Your task >>
Search the records below for "Result"; copy each line that has it.

Provided records >>
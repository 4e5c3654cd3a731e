//! check 命令
//!
//! 不连接任何硬件，只检查脚本的关键字与参数。

use anyhow::{Context, Result, bail};
use clap::Args;
use stacker_auto::{CheckReport, Severity, check};
use std::fs;
use std::path::PathBuf;

/// 脚本检查参数
#[derive(Args, Debug)]
pub struct CheckCommand {
    /// 脚本文件路径
    #[arg(short, long)]
    pub script: PathBuf,

    /// 以 JSON 输出报告
    #[arg(long)]
    pub json: bool,
}

impl CheckCommand {
    pub fn execute(&self) -> Result<()> {
        let script = fs::read_to_string(&self.script)
            .with_context(|| format!("failed to read script {}", self.script.display()))?;
        let report = check(&script);

        if self.json {
            println!("{}", serde_json::to_string_pretty(&report)?);
        } else {
            print_report(&report);
        }

        if !report.is_ok() {
            bail!("{} error(s) in {}", report.errors(), self.script.display());
        }
        Ok(())
    }
}

fn print_report(report: &CheckReport) {
    println!("📋 {} 行, {} 条语句", report.lines, report.statements);
    if !report.blocks.is_empty() {
        println!("    块: {}", report.blocks.join(", "));
    }
    for issue in &report.issues {
        let mark = match issue.severity {
            Severity::Error => "❌",
            Severity::Warning => "⚠️",
        };
        println!(
            "{} 第 {} 行: {} ({})",
            mark, issue.line, issue.problem, issue.statement
        );
    }
    if report.issues.is_empty() {
        println!("✅ 没有发现问题");
    }
}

Written response >>
use anyhow::{Context, Result, bail};
    pub fn execute(&self) -> Result<()> {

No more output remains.